KATADATA – Beberapa perusahaan minyak dan gas bumi (migas) non-konvensional mengancam akan hengkang dari Indonesia. Perusahaan tersebut mengaku keberatan dengan sistem kontrak kerja sama yang ditetapkan pemerintah.
Direktur Pembinaan Usaha Hulu Migas Kementerian Energi dan Sumber Daya Mineral (ESDM) Djoko Siswanto masih enggan menyebut siapa saja perusahaan yang mengancam akan menutup operasinya di Indonesia. Dia hanya mengatakan ada beberapa faktor yang membuat perusahaan tersebut enggan berbisnis di Indonesia.
"Ada yang sudah keluar itu yang non konvesional. Beberapa dari mereka juga mengancam keluar kalau tidak ada insentif fiskal," kata dia beberapa hari lalu di Kantornya.
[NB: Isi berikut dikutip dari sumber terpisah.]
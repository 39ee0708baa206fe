//! The transport capability a [`Connection`](crate::Connection) is built on.
//!
//! Opening a transport yields a duplex pair of channels: frames pushed into
//! `outbound` are written to the remote service, and everything the remote
//! service sends arrives on `inbound`. Dropping the outbound sender closes
//! the channel.

use slotclaim_protocol::{InboundFrame, OutboundFrame};
use tokio::sync::mpsc;

use crate::credentials::Credential;
use crate::{BoxFuture, NetworkError};

/// Event delivered on the inbound side of a channel.
#[derive(Debug, Clone)]
pub enum TransportEvent {
    /// A decoded frame from the remote service.
    Message(InboundFrame),
    /// The channel ended (socket error, EOF, or remote close).
    Closed { reason: String },
}

/// An open, authenticated duplex channel.
#[derive(Debug)]
pub struct TransportChannel {
    pub outbound: mpsc::Sender<OutboundFrame>,
    pub inbound: mpsc::Receiver<TransportEvent>,
}

impl TransportChannel {
    /// Build a channel pair with the given buffer size.
    ///
    /// Returns the channel handed to the connection plus the opposite ends
    /// kept by the transport implementation.
    pub fn pair(
        capacity: usize,
    ) -> (
        Self,
        mpsc::Receiver<OutboundFrame>,
        mpsc::Sender<TransportEvent>,
    ) {
        let (out_tx, out_rx) = mpsc::channel(capacity);
        let (in_tx, in_rx) = mpsc::channel(capacity);
        (
            Self {
                outbound: out_tx,
                inbound: in_rx,
            },
            out_rx,
            in_tx,
        )
    }
}

/// Opens authenticated channels to the remote service.
pub trait Transport: Send + Sync {
    fn open<'a>(
        &'a self,
        identity: &'a str,
        credential: &'a Credential,
    ) -> BoxFuture<'a, Result<TransportChannel, NetworkError>>;
}
//! Per-run bookkeeping for slotclaim.
//!
//! - [`BlacklistLedger`]: per-target failure counts and permanent exclusion
//! - [`RunState`]: claimant rotation, last-claimed target, tier distribution
//! - [`StatsStore`]: best-effort durable statistics across runs

pub mod blacklist;
pub mod run_state;
pub mod stats;

pub use blacklist::{BlacklistLedger, FailureRecord};
pub use run_state::{ClaimantRecord, ClaimantSettings, RunState};
pub use stats::{ClaimantStats, JsonFileStore, MemoryStore, PersistedStats, StatsStore};

/// Errors from the state layer.
#[derive(Debug, thiserror::Error)]
pub enum StateError {
    #[error("I/O error: {0}")]
    Io(#[from] std::io::Error),

    #[error("serialization error: {0}")]
    Serialization(#[from] serde_json::Error),
}
/// JSON-RPC version string used on the control socket.
pub const JSONRPC_VERSION: &str = "2.0";

/// Delay between consecutive scout polls inside one discovery pass.
pub const DEFAULT_STAGGER_INTERVAL_MS: u64 = 1_000;

/// Pause between two attempts of the inner scan loop.
pub const DEFAULT_SCAN_INTERVAL_MS: u64 = 2_500;

/// Pause between two outer cycles.
pub const DEFAULT_ROUND_COOLDOWN_MS: u64 = 3_000;

/// Server-side processing time after `start_action`.
pub const DEFAULT_ACTION_SETTLE_MS: u64 = 8_000;

/// Pause after a successful join before configuring.
pub const DEFAULT_JOIN_SETTLE_MS: u64 = 500;

/// Pause between disconnect and connect during a reconnect.
pub const DEFAULT_RECONNECT_SETTLE_MS: u64 = 1_000;

/// Delay between consecutive scout connects.
pub const DEFAULT_SCOUT_CONNECT_STAGGER_MS: u64 = 500;

/// Penalty sleep after an unexpected error inside a cycle.
pub const DEFAULT_ERROR_PENALTY_MS: u64 = 5_000;

/// Timeout for ordinary requests (quota, configuration, join).
pub const DEFAULT_REQUEST_TIMEOUT_MS: u64 = 10_000;

/// Timeout for `list_candidates`.
pub const DEFAULT_LIST_TIMEOUT_MS: u64 = 5_000;

/// Timeout for `commit_configuration` and `start_action`.
pub const DEFAULT_ACTION_TIMEOUT_MS: u64 = 15_000;

/// Interval for automatic keep-alives on unmanaged connections.
pub const DEFAULT_HEARTBEAT_INTERVAL_MS: u64 = 30_000;

/// Upper bound on attempts of the inner scan loop.
pub const DEFAULT_MAX_SCAN_ATTEMPTS: u32 = 20;

/// Failed claims after which a target is permanently excluded.
pub const DEFAULT_BLACKLIST_THRESHOLD: u32 = 2;

/// Rank values that carry no reward and are never claimed.
pub const DEFAULT_DISALLOWED_RANKS: [i64; 5] = [-1, 3, 6, 9, 12];

/// How long a resolved identity credential stays valid in the cache.
pub const CREDENTIAL_TTL_SECS: i64 = 86_400; // 24 hours

/// Reply suffixes stripped before falling back to command-name correlation.
pub const REPLY_SUFFIXES: [&str; 3] = ["_reply", "_ack", "_resp"];

/// Join error fragments meaning the claimant already holds the target.
pub const ALREADY_JOINED_MARKERS: [&str; 3] =
    ["already in that room", "already joined", "already a member"];

/// Maximum number of entries kept in the operator event log.
pub const EVENT_LOG_CAPACITY: usize = 1_000;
Masalah lainnya adalah mengenai sistem kontrak kerja sama yang diberlakukan. Beberapa perusahaan migas non-konvensional menganggap tidak terlalu tepat jika harus menggunakan sistem kontrak bagi hasil atau production sharing contract (PSC). Menurut dia, perusahaan migas non konvensional lebih cocok menggunakan pendapatan kotor (revenue gross).
Menurut Djoko yang membedakan kedua sistem tersebut adalah sistem audit. Sistem PSC menggunakan sistem pra audit, yakni audit dilakukan terlebih dahulu sebelum melakukan aktivitas. Sementara sistem gross revenue, audit dilakukan setelah adanya aktivitas. Dengan menggunakan sistem PSC, perusahaan yang ingin melakukan aktivitas harus mendapat izin Satuan Kerja Khusus Pelaksana Kegiatan Hulu Migas (SKK Migas). Inilah yang dianggap pelaku migas menjadi penghambat kegiatan produksi.
Dia mengaku pemerintah memang sedang berupaya mengubah sistem kontrak kerja sama dengan perusahaan migas non-konvensional. Ini dilakukan agar investor tertarik untuk menanamkan modalnya untuk mengambangkan sumber daya migas ini.
Menurut Kepala SKK Migas Amin Sunaryadi, kinerja perusahaan migas non-konvensional memang tidak sebaik perusahaan migas konvensional. SKK Migas juga masih mengkaji sistem kerja sama yang tepat untuk perusahaan migas non-konvensional. "Sedang dibahas bagaimana sistem kerja sama yang tepat bagi perusahaan migas non-konvensional," ujar dia.
Kementerian menyebut pengembangan migas non konvensional seperti gas metana batu bara (coal bed methane/CBM) dan shale gas selama ini berjalan lambat. Bahkan, belum ada satu pun investor tertarik menggarap proyek shale gas.
Saat ini sudah ada 54 proyek kontraktor kontrak kerjasama (KKKS) CBM. Namun hanya sedikit yang masih dikembangkan oleh KKKS, sedangkan sisanya ‘mati suri’. Belum lagi yang mengancam akan keluar dari Indonesia.
Akhir tahun lalu sebenarnya pemerintah telah menjanjikan insentif dan mengubah kontrak agar lebih menarik bagi investor. Namun, hal ini belum juga terealisasi hingga sekarang. Padahal pengembangan migas non-konvensional sangat potensial.
Pengembangan shale gas di Amerika Serikat mampu membuat harga minyak turun, karena pasokan dunia melimpah. Terlebih untuk Indonesia yang telah mengalami defisit migas.
Data Kementerian ESDM menyebut potensi migas nonkonvensional sebenarnya lebih besar dari yang konvensional. Potensi shale gas Indonesia diperkirakan mencapai 574 triliun kaki kubik (TCF), lebih besar jika dibandingkan CBM yang mencapai 453,3 TCF dan gas konvensional yang hanya sebesar 153 TCF.
Shale gas adalah gas yang diperoleh dari serpihan batuan shale atau tempat terbentuknya gas bumi. Proses yang diperlukan untuk mengubah batuan shale menjadi gas membutuhkan waktu sekitar lima tahun.
Sementara CBM merupakan gas alam dengan dominan gas metana disertai sedikit hidrokarbon dan non hidrokarbon dalam batubara, hasil dari beberapa proses kimia dan fisika. Puncak produksi CBM bervariasi antara 2 sampai 7 tahun. Sedangkan periode penurunan produksi (decline) lebih lambat dari gas alam konvensional.